**Action item:** For the data below, report how many lines include the word "satisfy", and write nothing else.

Collected data entries:
++++++++
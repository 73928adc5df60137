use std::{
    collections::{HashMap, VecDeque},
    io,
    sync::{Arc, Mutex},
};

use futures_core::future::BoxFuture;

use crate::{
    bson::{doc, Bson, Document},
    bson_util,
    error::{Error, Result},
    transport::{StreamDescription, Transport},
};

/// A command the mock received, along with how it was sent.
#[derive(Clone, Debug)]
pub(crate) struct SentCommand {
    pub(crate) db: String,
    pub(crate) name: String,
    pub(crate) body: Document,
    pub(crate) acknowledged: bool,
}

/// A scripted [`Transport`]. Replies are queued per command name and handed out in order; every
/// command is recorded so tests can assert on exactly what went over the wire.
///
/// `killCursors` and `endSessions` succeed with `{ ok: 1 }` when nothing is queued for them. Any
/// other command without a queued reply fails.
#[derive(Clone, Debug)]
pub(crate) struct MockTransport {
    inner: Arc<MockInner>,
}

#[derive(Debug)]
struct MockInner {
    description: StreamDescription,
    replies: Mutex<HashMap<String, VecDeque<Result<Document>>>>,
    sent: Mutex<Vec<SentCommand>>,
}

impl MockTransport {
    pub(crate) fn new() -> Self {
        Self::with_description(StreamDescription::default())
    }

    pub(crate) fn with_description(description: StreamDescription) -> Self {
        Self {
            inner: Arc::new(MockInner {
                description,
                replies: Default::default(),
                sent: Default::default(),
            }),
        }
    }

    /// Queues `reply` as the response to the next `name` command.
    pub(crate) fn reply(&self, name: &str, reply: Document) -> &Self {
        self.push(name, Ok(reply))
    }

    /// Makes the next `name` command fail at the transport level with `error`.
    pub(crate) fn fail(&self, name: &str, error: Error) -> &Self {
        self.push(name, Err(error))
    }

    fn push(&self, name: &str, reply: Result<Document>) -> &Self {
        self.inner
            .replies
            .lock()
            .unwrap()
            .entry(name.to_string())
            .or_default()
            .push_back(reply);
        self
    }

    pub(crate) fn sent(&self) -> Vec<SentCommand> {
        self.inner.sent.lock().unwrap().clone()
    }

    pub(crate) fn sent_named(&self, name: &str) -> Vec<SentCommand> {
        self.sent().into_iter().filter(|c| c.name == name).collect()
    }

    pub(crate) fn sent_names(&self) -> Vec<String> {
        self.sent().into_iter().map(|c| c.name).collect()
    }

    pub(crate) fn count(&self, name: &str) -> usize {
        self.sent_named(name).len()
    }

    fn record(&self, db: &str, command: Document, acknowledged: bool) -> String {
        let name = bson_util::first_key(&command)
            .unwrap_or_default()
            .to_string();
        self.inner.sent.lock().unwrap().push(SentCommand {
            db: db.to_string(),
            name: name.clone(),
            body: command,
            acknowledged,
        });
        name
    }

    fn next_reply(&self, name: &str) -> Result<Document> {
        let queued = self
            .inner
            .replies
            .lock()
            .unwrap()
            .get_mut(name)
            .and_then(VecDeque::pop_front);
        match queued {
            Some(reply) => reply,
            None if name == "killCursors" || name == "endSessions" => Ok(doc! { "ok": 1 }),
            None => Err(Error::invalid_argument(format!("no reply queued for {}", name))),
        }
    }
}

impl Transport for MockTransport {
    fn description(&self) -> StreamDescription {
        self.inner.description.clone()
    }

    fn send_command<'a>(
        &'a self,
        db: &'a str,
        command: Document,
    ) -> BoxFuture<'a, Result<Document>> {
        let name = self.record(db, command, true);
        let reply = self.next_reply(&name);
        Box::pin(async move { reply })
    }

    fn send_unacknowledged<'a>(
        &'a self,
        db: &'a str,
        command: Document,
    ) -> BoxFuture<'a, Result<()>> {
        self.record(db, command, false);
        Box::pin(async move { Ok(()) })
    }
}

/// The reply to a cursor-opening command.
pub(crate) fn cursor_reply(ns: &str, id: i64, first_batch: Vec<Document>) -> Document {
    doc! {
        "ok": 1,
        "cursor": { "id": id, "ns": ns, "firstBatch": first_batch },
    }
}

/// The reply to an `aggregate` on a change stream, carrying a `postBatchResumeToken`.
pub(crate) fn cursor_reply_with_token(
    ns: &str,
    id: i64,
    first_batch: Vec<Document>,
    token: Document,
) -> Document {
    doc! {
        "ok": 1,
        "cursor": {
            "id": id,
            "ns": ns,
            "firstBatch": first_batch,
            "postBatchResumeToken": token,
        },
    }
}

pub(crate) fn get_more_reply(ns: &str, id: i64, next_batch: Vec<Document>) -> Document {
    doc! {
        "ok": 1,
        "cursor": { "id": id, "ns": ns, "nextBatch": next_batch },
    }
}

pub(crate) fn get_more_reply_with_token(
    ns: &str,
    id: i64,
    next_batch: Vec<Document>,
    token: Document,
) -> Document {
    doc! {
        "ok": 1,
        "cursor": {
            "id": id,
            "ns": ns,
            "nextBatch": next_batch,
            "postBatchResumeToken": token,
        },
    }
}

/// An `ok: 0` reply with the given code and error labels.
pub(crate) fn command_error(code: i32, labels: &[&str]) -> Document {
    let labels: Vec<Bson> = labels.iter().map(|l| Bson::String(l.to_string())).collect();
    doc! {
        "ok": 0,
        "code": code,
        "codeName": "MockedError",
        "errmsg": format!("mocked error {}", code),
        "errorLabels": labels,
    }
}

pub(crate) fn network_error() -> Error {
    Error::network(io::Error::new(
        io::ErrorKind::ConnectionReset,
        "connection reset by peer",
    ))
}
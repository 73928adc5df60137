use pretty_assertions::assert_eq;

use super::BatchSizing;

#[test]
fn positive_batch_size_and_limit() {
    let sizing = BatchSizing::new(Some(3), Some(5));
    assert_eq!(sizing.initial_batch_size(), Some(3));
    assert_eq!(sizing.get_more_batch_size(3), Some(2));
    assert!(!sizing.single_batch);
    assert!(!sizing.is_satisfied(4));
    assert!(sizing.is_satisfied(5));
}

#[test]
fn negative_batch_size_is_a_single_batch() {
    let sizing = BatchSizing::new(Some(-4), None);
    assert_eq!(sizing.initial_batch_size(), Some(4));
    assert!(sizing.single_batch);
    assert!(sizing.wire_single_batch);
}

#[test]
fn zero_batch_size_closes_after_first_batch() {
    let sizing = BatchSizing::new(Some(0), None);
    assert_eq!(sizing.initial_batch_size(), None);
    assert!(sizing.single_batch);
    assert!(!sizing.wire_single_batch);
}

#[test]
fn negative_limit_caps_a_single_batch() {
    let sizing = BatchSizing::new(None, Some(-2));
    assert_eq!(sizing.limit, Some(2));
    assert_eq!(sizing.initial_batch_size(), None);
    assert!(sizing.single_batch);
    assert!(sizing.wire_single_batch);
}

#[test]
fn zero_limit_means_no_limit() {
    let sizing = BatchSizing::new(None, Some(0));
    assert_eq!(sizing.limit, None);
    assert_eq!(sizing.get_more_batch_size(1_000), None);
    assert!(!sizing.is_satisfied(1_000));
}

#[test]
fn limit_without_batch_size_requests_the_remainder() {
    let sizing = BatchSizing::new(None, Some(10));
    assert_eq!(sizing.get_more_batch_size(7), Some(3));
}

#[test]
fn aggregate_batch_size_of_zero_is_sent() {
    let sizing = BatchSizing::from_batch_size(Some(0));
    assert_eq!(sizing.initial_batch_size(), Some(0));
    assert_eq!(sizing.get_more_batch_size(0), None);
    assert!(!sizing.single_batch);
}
++++++++
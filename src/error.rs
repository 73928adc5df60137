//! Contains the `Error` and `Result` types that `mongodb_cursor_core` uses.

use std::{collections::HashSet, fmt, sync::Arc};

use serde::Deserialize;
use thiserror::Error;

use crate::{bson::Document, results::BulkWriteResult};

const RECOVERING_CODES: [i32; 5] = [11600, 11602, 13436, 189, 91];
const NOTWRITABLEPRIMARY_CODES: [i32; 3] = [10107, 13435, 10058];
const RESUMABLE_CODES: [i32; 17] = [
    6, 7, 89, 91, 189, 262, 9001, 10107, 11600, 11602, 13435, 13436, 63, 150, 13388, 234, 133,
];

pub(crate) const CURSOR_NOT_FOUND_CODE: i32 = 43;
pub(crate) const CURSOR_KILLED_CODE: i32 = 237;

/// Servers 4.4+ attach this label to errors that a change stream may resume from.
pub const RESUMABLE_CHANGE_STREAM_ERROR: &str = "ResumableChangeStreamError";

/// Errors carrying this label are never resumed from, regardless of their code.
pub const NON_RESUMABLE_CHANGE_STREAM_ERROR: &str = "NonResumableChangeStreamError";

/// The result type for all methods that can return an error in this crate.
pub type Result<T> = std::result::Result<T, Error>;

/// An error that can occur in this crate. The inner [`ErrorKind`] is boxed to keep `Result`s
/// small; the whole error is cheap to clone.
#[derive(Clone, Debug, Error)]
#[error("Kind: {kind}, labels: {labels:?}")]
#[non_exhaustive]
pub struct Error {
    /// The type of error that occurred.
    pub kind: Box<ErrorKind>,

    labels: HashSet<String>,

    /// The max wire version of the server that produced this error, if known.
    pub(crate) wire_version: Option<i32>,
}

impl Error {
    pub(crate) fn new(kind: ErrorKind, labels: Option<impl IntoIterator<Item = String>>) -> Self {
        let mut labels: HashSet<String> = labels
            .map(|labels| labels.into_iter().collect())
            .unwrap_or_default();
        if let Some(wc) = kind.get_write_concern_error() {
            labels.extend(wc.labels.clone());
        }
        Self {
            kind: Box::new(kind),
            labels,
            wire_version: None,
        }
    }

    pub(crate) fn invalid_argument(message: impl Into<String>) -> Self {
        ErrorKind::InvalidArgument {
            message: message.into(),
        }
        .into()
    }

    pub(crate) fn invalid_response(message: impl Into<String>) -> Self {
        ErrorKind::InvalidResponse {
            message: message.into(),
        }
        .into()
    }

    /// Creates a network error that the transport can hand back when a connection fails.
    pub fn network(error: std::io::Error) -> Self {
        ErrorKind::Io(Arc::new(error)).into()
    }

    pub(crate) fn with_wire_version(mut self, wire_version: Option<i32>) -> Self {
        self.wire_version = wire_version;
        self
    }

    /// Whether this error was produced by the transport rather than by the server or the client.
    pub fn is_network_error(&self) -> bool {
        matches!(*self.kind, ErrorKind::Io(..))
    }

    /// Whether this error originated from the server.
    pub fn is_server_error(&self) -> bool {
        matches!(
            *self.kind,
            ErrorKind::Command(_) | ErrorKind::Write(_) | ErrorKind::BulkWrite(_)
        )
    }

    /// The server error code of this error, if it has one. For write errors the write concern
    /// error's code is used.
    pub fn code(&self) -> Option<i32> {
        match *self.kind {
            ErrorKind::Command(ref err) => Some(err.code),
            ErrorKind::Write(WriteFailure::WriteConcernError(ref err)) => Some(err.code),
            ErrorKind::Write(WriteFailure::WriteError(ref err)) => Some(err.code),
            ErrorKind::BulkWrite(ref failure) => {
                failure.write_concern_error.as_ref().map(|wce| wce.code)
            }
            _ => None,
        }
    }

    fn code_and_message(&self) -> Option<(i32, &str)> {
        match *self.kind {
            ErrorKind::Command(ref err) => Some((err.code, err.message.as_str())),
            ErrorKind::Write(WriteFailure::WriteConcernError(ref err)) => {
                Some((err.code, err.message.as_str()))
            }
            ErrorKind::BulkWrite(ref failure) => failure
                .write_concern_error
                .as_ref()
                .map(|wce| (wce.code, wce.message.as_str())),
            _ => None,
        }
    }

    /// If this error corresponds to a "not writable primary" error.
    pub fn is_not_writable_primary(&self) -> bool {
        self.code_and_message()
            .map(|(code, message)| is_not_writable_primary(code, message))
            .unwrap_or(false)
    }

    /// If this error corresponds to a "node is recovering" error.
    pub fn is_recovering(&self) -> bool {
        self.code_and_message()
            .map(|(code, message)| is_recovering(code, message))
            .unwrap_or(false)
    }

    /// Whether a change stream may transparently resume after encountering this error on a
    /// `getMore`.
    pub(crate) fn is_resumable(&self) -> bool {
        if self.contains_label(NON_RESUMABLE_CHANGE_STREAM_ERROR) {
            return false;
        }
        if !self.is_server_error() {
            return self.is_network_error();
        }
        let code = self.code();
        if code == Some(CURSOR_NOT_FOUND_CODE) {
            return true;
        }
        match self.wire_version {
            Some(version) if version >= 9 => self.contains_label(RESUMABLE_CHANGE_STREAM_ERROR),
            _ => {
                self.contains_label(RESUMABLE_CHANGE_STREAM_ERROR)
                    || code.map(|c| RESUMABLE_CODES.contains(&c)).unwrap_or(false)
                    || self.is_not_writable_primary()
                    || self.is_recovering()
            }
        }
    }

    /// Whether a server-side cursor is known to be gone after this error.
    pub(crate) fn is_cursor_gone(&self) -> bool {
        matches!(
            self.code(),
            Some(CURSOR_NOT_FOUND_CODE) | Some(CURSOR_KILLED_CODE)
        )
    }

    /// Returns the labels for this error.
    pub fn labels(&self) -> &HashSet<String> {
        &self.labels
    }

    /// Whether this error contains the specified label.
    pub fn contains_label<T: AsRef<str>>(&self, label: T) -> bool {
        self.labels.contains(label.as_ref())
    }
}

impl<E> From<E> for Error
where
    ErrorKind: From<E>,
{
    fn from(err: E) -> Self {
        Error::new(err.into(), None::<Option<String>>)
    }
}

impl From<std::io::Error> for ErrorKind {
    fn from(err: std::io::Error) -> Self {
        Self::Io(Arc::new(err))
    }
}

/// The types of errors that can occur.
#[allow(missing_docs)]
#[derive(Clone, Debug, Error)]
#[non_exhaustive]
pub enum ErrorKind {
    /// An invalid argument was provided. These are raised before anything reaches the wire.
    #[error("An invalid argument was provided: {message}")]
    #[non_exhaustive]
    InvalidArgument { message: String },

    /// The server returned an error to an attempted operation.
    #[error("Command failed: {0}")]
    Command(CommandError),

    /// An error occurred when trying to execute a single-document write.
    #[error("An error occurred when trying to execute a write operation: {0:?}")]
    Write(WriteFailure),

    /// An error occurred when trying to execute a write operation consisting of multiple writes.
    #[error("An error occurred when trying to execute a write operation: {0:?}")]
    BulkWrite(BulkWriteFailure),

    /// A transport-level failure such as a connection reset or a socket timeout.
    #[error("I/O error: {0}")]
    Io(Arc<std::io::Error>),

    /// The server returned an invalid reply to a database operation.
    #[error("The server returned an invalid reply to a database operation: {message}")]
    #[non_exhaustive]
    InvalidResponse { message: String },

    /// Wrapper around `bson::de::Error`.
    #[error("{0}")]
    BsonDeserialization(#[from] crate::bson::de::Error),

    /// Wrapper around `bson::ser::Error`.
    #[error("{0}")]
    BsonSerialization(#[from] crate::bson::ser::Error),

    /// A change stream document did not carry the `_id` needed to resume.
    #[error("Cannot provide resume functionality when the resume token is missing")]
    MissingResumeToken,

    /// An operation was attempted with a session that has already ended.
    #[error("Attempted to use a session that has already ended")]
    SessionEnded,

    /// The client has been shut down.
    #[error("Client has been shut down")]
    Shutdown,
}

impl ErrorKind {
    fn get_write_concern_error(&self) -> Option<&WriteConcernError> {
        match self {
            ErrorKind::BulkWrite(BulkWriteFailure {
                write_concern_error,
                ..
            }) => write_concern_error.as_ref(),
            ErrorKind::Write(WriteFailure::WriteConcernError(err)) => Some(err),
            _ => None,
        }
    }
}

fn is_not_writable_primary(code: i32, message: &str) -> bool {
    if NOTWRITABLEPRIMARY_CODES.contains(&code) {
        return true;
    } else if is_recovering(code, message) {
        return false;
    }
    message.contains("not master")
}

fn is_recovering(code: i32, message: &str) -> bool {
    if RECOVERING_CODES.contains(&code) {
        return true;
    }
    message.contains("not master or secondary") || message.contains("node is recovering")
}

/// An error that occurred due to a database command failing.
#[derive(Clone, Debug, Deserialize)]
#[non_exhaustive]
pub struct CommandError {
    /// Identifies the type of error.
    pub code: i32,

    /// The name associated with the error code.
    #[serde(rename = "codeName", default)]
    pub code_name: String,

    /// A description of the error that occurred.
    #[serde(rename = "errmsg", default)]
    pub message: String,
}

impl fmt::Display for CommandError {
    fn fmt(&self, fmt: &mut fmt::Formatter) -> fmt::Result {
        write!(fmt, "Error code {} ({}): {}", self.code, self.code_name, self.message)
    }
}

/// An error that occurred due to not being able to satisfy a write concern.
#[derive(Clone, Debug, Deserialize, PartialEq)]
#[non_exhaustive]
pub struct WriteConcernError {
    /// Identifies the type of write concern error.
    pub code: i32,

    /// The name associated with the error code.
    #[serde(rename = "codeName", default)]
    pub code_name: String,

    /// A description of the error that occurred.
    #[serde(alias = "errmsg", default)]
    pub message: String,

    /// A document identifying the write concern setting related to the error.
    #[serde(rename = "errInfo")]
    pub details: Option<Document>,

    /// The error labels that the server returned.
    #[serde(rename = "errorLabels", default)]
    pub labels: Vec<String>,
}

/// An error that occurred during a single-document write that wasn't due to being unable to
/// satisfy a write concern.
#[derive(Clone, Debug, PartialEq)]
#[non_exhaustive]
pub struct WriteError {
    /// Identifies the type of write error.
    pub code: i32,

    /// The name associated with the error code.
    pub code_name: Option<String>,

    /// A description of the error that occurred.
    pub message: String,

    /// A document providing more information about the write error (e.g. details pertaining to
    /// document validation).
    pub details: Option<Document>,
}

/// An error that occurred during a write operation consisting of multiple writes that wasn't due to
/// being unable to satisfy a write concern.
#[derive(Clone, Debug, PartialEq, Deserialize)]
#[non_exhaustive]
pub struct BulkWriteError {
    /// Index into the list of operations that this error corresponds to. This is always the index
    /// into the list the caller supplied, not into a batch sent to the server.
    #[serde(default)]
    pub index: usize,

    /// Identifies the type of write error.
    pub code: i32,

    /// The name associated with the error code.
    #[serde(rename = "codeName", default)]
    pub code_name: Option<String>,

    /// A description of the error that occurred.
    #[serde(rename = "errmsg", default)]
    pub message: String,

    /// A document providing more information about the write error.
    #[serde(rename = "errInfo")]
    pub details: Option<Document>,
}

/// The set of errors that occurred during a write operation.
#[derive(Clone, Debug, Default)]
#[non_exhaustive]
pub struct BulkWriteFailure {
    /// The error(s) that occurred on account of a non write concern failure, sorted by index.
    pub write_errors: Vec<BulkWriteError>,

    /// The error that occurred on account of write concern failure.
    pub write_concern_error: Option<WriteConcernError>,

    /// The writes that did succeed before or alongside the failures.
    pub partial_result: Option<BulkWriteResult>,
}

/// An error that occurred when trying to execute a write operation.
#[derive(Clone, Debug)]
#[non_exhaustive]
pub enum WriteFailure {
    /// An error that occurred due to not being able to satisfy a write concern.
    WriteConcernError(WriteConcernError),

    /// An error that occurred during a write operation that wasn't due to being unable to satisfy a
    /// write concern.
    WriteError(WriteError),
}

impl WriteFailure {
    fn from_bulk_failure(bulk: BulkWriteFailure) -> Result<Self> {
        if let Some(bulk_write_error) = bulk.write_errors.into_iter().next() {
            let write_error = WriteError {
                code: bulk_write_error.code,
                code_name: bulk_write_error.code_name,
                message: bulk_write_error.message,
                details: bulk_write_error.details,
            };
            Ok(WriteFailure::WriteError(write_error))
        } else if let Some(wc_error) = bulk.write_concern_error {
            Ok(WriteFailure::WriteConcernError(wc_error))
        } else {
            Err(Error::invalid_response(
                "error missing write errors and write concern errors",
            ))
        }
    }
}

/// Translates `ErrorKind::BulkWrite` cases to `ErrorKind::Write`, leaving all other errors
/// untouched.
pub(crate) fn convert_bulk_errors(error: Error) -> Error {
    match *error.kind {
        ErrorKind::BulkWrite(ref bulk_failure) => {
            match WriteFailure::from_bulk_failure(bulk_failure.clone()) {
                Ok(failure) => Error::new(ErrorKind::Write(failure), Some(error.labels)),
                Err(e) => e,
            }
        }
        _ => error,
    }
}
++++++++
**Completed task:** 5